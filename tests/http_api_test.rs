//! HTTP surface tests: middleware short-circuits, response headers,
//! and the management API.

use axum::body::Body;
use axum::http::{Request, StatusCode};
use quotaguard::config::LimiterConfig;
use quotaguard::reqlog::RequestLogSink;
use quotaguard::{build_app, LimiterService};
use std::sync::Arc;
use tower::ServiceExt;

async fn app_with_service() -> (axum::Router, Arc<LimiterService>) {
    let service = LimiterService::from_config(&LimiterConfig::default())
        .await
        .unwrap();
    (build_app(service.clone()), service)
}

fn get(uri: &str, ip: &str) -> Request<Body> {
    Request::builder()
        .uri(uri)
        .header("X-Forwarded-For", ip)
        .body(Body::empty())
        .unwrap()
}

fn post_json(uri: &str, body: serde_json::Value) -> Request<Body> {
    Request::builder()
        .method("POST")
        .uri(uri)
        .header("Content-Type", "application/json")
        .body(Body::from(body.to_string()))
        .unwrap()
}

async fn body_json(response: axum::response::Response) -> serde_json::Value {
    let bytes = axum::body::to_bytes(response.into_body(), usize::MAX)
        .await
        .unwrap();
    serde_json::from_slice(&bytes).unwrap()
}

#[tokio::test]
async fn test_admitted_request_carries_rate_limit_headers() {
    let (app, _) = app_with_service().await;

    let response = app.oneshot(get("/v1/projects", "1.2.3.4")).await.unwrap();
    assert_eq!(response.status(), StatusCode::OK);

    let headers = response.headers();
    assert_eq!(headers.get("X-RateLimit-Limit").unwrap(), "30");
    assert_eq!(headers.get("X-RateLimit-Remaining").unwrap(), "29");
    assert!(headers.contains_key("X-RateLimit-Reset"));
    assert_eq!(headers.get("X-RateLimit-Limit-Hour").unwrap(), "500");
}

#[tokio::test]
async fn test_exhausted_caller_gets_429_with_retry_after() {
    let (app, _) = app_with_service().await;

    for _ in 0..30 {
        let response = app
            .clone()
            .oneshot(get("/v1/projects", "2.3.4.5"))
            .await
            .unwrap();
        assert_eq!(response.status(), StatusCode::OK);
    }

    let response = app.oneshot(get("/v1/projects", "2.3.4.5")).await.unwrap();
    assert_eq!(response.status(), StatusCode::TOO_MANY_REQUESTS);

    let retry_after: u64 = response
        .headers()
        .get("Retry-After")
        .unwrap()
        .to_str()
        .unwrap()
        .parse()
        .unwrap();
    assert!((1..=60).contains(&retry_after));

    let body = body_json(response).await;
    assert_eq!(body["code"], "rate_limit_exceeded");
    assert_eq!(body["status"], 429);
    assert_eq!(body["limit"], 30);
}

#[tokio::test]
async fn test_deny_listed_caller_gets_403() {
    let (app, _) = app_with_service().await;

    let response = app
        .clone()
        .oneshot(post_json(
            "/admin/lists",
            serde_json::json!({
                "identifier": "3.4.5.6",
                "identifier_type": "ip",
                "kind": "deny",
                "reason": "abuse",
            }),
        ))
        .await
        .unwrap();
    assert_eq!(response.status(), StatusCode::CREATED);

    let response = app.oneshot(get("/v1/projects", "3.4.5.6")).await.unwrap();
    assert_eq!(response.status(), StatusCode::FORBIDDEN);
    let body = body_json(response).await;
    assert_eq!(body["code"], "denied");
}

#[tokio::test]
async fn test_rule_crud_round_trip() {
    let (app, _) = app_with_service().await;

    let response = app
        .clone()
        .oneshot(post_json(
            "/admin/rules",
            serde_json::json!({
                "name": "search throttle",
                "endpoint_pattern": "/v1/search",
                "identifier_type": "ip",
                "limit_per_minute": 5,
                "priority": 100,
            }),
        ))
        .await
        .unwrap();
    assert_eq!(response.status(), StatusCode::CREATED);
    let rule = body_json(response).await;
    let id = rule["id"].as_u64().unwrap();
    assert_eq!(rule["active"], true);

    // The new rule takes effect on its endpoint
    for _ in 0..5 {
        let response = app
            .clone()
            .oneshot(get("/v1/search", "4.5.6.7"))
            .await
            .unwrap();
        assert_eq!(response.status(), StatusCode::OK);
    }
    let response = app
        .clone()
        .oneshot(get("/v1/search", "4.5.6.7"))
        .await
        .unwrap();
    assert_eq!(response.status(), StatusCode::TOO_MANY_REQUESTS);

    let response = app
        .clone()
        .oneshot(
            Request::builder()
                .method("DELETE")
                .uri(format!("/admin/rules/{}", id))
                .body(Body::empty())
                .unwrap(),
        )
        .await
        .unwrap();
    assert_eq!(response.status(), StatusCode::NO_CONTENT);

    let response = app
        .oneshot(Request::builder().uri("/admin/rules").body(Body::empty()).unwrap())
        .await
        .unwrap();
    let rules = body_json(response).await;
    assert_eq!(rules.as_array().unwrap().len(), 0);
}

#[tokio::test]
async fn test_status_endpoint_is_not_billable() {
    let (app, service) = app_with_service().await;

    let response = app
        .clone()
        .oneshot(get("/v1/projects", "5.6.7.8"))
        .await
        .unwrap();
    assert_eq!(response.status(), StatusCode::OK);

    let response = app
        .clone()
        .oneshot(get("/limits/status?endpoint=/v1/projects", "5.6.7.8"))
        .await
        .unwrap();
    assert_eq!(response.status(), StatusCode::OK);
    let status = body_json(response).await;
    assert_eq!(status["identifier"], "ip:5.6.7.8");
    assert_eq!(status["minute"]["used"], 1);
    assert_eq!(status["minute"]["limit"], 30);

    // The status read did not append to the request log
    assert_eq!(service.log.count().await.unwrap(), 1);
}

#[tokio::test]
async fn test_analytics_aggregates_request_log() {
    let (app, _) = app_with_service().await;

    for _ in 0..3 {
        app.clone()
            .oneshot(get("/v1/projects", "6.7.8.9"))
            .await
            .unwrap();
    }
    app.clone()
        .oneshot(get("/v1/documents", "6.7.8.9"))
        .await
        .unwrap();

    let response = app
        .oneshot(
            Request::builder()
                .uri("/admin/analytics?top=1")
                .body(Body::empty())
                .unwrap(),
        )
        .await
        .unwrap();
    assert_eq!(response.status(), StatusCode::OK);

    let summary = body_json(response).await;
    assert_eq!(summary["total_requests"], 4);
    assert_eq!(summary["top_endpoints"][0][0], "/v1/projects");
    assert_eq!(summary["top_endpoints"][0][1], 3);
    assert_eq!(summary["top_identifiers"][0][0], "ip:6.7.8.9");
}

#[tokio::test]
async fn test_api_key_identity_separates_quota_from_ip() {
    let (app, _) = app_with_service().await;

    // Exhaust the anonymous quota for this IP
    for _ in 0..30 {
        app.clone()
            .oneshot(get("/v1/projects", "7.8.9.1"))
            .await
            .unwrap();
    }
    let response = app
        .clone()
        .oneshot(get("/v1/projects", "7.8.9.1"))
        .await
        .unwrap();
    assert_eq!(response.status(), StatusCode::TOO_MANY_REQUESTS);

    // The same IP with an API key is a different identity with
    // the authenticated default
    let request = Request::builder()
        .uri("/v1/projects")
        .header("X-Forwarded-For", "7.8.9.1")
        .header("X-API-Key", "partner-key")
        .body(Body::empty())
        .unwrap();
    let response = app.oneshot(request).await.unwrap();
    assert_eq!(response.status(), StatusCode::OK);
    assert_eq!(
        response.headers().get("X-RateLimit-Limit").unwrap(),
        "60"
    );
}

==*==

_EXERCISE INSTRUCTIONS_
Give every line of the material that includes the string "default".

_YOUR RESPONSE_
    let service = LimiterService::from_config(&LimiterConfig::default())
    // the authenticated default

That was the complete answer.